-------- Supplied material --------

/// Task collection endpoints
///
/// # Endpoints
///
/// - `GET /api/tasks` - list the caller's tasks, most urgent first
/// - `POST /api/tasks` - create a task
/// - `PUT /api/tasks/:id` - update a task (silent no-op for foreign ids)
/// - `DELETE /api/tasks/:id` - delete a task (same semantics)

use crate::{app::AppState, error::ApiResult, routes::OkResponse};
use axum::{
    extract::{Path, State},
    http::StatusCode,
    Extension, Json,
};
use elarago_shared::{
    auth::AuthContext,
    models::task::{CreateTask, Task, UpdateTask},
};
use uuid::Uuid;

/// Lists the caller's tasks
pub async fn list_tasks(
    State(state): State<AppState>,
    Extension(auth): Extension<AuthContext>,
) -> ApiResult<Json<Vec<Task>>> {
    let tasks = Task::list_for(&state.db, auth.user_id).await?;
    Ok(Json(tasks))
}

/// Creates a task for the caller
pub async fn create_task(
    State(state): State<AppState>,
    Extension(auth): Extension<AuthContext>,
    Json(data): Json<CreateTask>,
) -> ApiResult<(StatusCode, Json<Task>)> {
    let task = Task::create(&state.db, auth.user_id, data).await?;
    Ok((StatusCode::CREATED, Json(task)))
}

/// Updates one of the caller's tasks
pub async fn update_task(
    State(state): State<AppState>,
    Extension(auth): Extension<AuthContext>,
    Path(id): Path<Uuid>,
    Json(data): Json<UpdateTask>,
) -> ApiResult<Json<OkResponse>> {
    Task::update(&state.db, auth.user_id, id, data).await?;
    Ok(Json(OkResponse::ok()))
}

/// Deletes one of the caller's tasks
pub async fn delete_task(
    State(state): State<AppState>,
    Extension(auth): Extension<AuthContext>,
    Path(id): Path<Uuid>,
) -> ApiResult<Json<OkResponse>> {
    Task::delete(&state.db, auth.user_id, id).await?;
    Ok(Json(OkResponse::ok()))
}
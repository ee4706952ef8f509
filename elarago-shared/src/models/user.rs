/// User model and database operations
///
/// Users own all other entities and carry the subscription state the billing
/// reconciler converges: plan tier, provider customer/subscription references,
/// and the renewal timestamp.
///
/// # Schema
///
/// ```sql
/// CREATE TABLE users (
///     id UUID PRIMARY KEY DEFAULT gen_random_uuid(),
///     email TEXT NOT NULL UNIQUE,
///     password_hash VARCHAR(255) NOT NULL,
///     plan plan_tier NOT NULL DEFAULT 'free',
///     stripe_customer_id TEXT,
///     stripe_subscription_id TEXT,
///     plan_renewal BIGINT,
///     created_at TIMESTAMPTZ NOT NULL DEFAULT NOW(),
///     updated_at TIMESTAMPTZ NOT NULL DEFAULT NOW()
/// );
/// ```
///
/// Emails are normalized to lowercase at the API boundary before they reach
/// this module.
///
/// # Example
///
/// ```no_run
/// use elarago_shared::models::user::{CreateUser, User};
/// # use sqlx::PgPool;
///
/// # async fn example(pool: PgPool) -> Result<(), sqlx::Error> {
/// let user = User::create(
///     &pool,
///     CreateUser {
///         email: "user@example.com".to_string(),
///         password_hash: "$argon2id$...".to_string(),
///     },
/// )
/// .await?;
///
/// let found = User::find_by_email(&pool, "user@example.com").await?;
/// assert!(found.is_some());
/// # Ok(())
/// # }
/// ```

use chrono::{DateTime, Utc};
use serde::{Deserialize, Serialize};
use sqlx::PgPool;
use uuid::Uuid;

/// Subscription plan tier
///
/// `plan != Free` implies a subscription reference was stored at some point;
/// cancellation reverts the plan to `Free` and clears the reference.
#[derive(Debug, Clone, Copy, PartialEq, Eq, Serialize, Deserialize, sqlx::Type)]
#[sqlx(type_name = "plan_tier")]
pub enum Plan {
    /// Free tier (default)
    #[sqlx(rename = "free")]
    #[serde(rename = "free")]
    Free,

    /// Paid six-month plan
    #[sqlx(rename = "pro-6mo")]
    #[serde(rename = "pro-6mo")]
    Pro6Mo,
}

impl Plan {
    /// Gets the plan's wire/display label
    pub fn as_str(&self) -> &'static str {
        match self {
            Plan::Free => "free",
            Plan::Pro6Mo => "pro-6mo",
        }
    }
}

/// User model representing an account
///
/// Passwords are stored as Argon2id hashes, never in plaintext.
#[derive(Debug, Clone, Serialize, Deserialize, sqlx::FromRow)]
pub struct User {
    /// Unique user ID
    pub id: Uuid,

    /// Email address (lowercase, unique)
    pub email: String,

    /// Argon2id password hash
    #[serde(skip_serializing)]
    pub password_hash: String,

    /// Current subscription plan
    pub plan: Plan,

    /// External billing customer reference (set on first checkout/portal use)
    pub stripe_customer_id: Option<String>,

    /// External subscription reference (cleared on cancellation)
    pub stripe_subscription_id: Option<String>,

    /// Current period end of the subscription (epoch seconds)
    pub plan_renewal: Option<i64>,

    /// When the account was created
    pub created_at: DateTime<Utc>,

    /// When the account was last updated
    pub updated_at: DateTime<Utc>,
}

/// Input for creating a new user
#[derive(Debug, Clone)]
pub struct CreateUser {
    /// Email address (already lowercased)
    pub email: String,

    /// Argon2id password hash (NOT a plaintext password)
    pub password_hash: String,
}

impl User {
    /// Creates a new user on the free plan
    ///
    /// # Errors
    ///
    /// Returns an error if the email already exists (unique constraint
    /// violation) or the database operation fails.
    pub async fn create(pool: &PgPool, data: CreateUser) -> Result<Self, sqlx::Error> {
        let user = sqlx::query_as::<_, User>(
            r#"
            INSERT INTO users (email, password_hash)
            VALUES ($1, $2)
            RETURNING id, email, password_hash, plan, stripe_customer_id,
                      stripe_subscription_id, plan_renewal, created_at, updated_at
            "#,
        )
        .bind(data.email)
        .bind(data.password_hash)
        .fetch_one(pool)
        .await?;

        Ok(user)
    }

    /// Finds a user by ID
    pub async fn find_by_id(pool: &PgPool, id: Uuid) -> Result<Option<Self>, sqlx::Error> {
        let user = sqlx::query_as::<_, User>(
            r#"
            SELECT id, email, password_hash, plan, stripe_customer_id,
                   stripe_subscription_id, plan_renewal, created_at, updated_at
            FROM users
            WHERE id = $1
            "#,
        )
        .bind(id)
        .fetch_optional(pool)
        .await?;

        Ok(user)
    }

    /// Finds a user by email address
    pub async fn find_by_email(pool: &PgPool, email: &str) -> Result<Option<Self>, sqlx::Error> {
        let user = sqlx::query_as::<_, User>(
            r#"
            SELECT id, email, password_hash, plan, stripe_customer_id,
                   stripe_subscription_id, plan_renewal, created_at, updated_at
            FROM users
            WHERE email = $1
            "#,
        )
        .bind(email)
        .fetch_optional(pool)
        .await?;

        Ok(user)
    }

    /// Stores the external billing customer reference for a user
    ///
    /// Called when the customer record is lazily provisioned before a
    /// checkout or portal session. The write is an absolute assignment.
    pub async fn set_customer_ref(
        pool: &PgPool,
        id: Uuid,
        customer_ref: &str,
    ) -> Result<bool, sqlx::Error> {
        let result = sqlx::query(
            r#"
            UPDATE users
            SET stripe_customer_id = $2, updated_at = NOW()
            WHERE id = $1
            "#,
        )
        .bind(id)
        .bind(customer_ref)
        .execute(pool)
        .await?;

        Ok(result.rows_affected() > 0)
    }
}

--------

* What the task requires *
Please copy out each record, character for character.

* Exercise solution *
/// Task collection endpoints
///
/// # Endpoints
///
/// - `GET /api/tasks` - list the caller's tasks, most urgent first
/// - `POST /api/tasks` - create a task
/// - `PUT /api/tasks/:id` - update a task (silent no-op for foreign ids)
/// - `DELETE /api/tasks/:id` - delete a task (same semantics)

use crate::{app::AppState, error::ApiResult, routes::OkResponse};
use axum::{
    extract::{Path, State},
    http::StatusCode,
    Extension, Json,
};
use elarago_shared::{
    auth::AuthContext,
    models::task::{CreateTask, Task, UpdateTask},
};
use uuid::Uuid;

/// Lists the caller's tasks
pub async fn list_tasks(
    State(state): State<AppState>,
    Extension(auth): Extension<AuthContext>,
) -> ApiResult<Json<Vec<Task>>> {
    let tasks = Task::list_for(&state.db, auth.user_id).await?;
    Ok(Json(tasks))
}

/// Creates a task for the caller
pub async fn create_task(
    State(state): State<AppState>,
    Extension(auth): Extension<AuthContext>,
    Json(data): Json<CreateTask>,
) -> ApiResult<(StatusCode, Json<Task>)> {
    let task = Task::create(&state.db, auth.user_id, data).await?;
    Ok((StatusCode::CREATED, Json(task)))
}

/// Updates one of the caller's tasks
pub async fn update_task(
    State(state): State<AppState>,
    Extension(auth): Extension<AuthContext>,
    Path(id): Path<Uuid>,
    Json(data): Json<UpdateTask>,
) -> ApiResult<Json<OkResponse>> {
    Task::update(&state.db, auth.user_id, id, data).await?;
    Ok(Json(OkResponse::ok()))
}

/// Deletes one of the caller's tasks
pub async fn delete_task(
    State(state): State<AppState>,
    Extension(auth): Extension<AuthContext>,
    Path(id): Path<Uuid>,
) -> ApiResult<Json<OkResponse>> {
    Task::delete(&state.db, auth.user_id, id).await?;
    Ok(Json(OkResponse::ok()))
}
repository ee4706952ef8f509
filename elarago-shared/src/models/user.rs
/// User model and database operations
///
/// Users own all other entities and carry the subscription state the billing
/// reconciler converges: plan tier, provider customer/subscription references,
/// and the renewal timestamp.
///
/// # Schema
///
/// ```sql
/// CREATE TABLE users (
///     id UUID PRIMARY KEY DEFAULT gen_random_uuid(),
///     email TEXT NOT NULL UNIQUE,
///     password_hash VARCHAR(255) NOT NULL,
///     plan plan_tier NOT NULL DEFAULT 'free',
///     stripe_customer_id TEXT,
///     stripe_subscription_id TEXT,
///     plan_renewal BIGINT,
///     created_at TIMESTAMPTZ NOT NULL DEFAULT NOW(),
///     updated_at TIMESTAMPTZ NOT NULL DEFAULT NOW()
/// );
/// ```
///
/// Emails are normalized to lowercase at the API boundary before they reach
/// this module.
///
/// # Example
///
/// ```no_run
/// use elarago_shared::models::user::{CreateUser, User};
/// # use sqlx::PgPool;
///
/// # async fn example(pool: PgPool) -> Result<(), sqlx::Error> {
/// let user = User::create(
///     &pool,
///     CreateUser {
///         email: "user@example.com".to_string(),
///         password_hash: "$argon2id$...".to_string(),
///     },
/// )
/// .await?;
///
/// let found = User::find_by_email(&pool, "user@example.com").await?;
/// assert!(found.is_some());
/// # Ok(())
/// # }
/// ```

use chrono::{DateTime, Utc};
use serde::{Deserialize, Serialize};
use sqlx::PgPool;
use uuid::Uuid;

/// Subscription plan tier
///
/// `plan != Free` implies a subscription reference was stored at some point;
/// cancellation reverts the plan to `Free` and clears the reference.
#[derive(Debug, Clone, Copy, PartialEq, Eq, Serialize, Deserialize, sqlx::Type)]
#[sqlx(type_name = "plan_tier")]
pub enum Plan {
    /// Free tier (default)
    #[sqlx(rename = "free")]
    #[serde(rename = "free")]
    Free,

    /// Paid six-month plan
    #[sqlx(rename = "pro-6mo")]
    #[serde(rename = "pro-6mo")]
    Pro6Mo,
}

impl Plan {
    /// Gets the plan's wire/display label
    pub fn as_str(&self) -> &'static str {
        match self {
            Plan::Free => "free",
            Plan::Pro6Mo => "pro-6mo",
        }
    }
}

/// User model representing an account
///
/// Passwords are stored as Argon2id hashes, never in plaintext.
#[derive(Debug, Clone, Serialize, Deserialize, sqlx::FromRow)]
pub struct User {
    /// Unique user ID
    pub id: Uuid,

    /// Email address (lowercase, unique)
    pub email: String,

    /// Argon2id password hash
    #[serde(skip_serializing)]
    pub password_hash: String,

    /// Current subscription plan
    pub plan: Plan,

    /// External billing customer reference (set on first checkout/portal use)
    pub stripe_customer_id: Option<String>,

    /// External subscription reference (cleared on cancellation)
    pub stripe_subscription_id: Option<String>,

    /// Current period end of the subscription (epoch seconds)
    pub plan_renewal: Option<i64>,

    /// When the account was created
    pub created_at: DateTime<Utc>,

    /// When the account was last updated
    pub updated_at: DateTime<Utc>,
}

/// Input for creating a new user
#[derive(Debug, Clone)]
pub struct CreateUser {
    /// Email address (already lowercased)
    pub email: String,

    /// Argon2id password hash (NOT a plaintext password)
    pub password_hash: String,
}

impl User {
    /// Creates a new user on the free plan
    ///
    /// # Errors
    ///
    /// Returns an error if the email already exists (unique constraint
    /// violation) or the database operation fails.
    pub async fn create(pool: &PgPool, data: CreateUser) -> Result<Self, sqlx::Error> {
        let user = sqlx::query_as::<_, User>(
            r#"
            INSERT INTO users (email, password_hash)
            VALUES ($1, $2)
            RETURNING id, email, password_hash, plan, stripe_customer_id,
                      stripe_subscription_id, plan_renewal, created_at, updated_at
            "#,
        )
        .bind(data.email)
        .bind(data.password_hash)
        .fetch_one(pool)
        .await?;

        Ok(user)
    }

    /// Finds a user by ID
    pub async fn find_by_id(pool: &PgPool, id: Uuid) -> Result<Option<Self>, sqlx::Error> {
        let user = sqlx::query_as::<_, User>(
            r#"
            SELECT id, email, password_hash, plan, stripe_customer_id,
                   stripe_subscription_id, plan_renewal, created_at, updated_at
            FROM users
            WHERE id = $1
            "#,
        )
        .bind(id)
        .fetch_optional(pool)
        .await?;

        Ok(user)
    }

    /// Finds a user by email address
    pub async fn find_by_email(pool: &PgPool, email: &str) -> Result<Option<Self>, sqlx::Error> {
        let user = sqlx::query_as::<_, User>(
            r#"
            SELECT id, email, password_hash, plan, stripe_customer_id,
                   stripe_subscription_id, plan_renewal, created_at, updated_at
            FROM users
            WHERE email = $1
            "#,
        )
        .bind(email)
        .fetch_optional(pool)
        .await?;

        Ok(user)
    }

    /// Stores the external billing customer reference for a user
    ///
    /// Called when the customer record is lazily provisioned before a
    /// checkout or portal session. The write is an absolute assignment.
    pub async fn set_customer_ref(
        pool: &PgPool,
        id: Uuid,
        customer_ref: &str,
    ) -> Result<bool, sqlx::Error> {
        let result = sqlx::query(
            r#"
            UPDATE users
            SET stripe_customer_id = $2, updated_at = NOW()
            WHERE id = $1
            "#,
        )
        .bind(id)
        .bind(customer_ref)
        .execute(pool)
        .await?;

        Ok(result.rows_affected() > 0)
    }
}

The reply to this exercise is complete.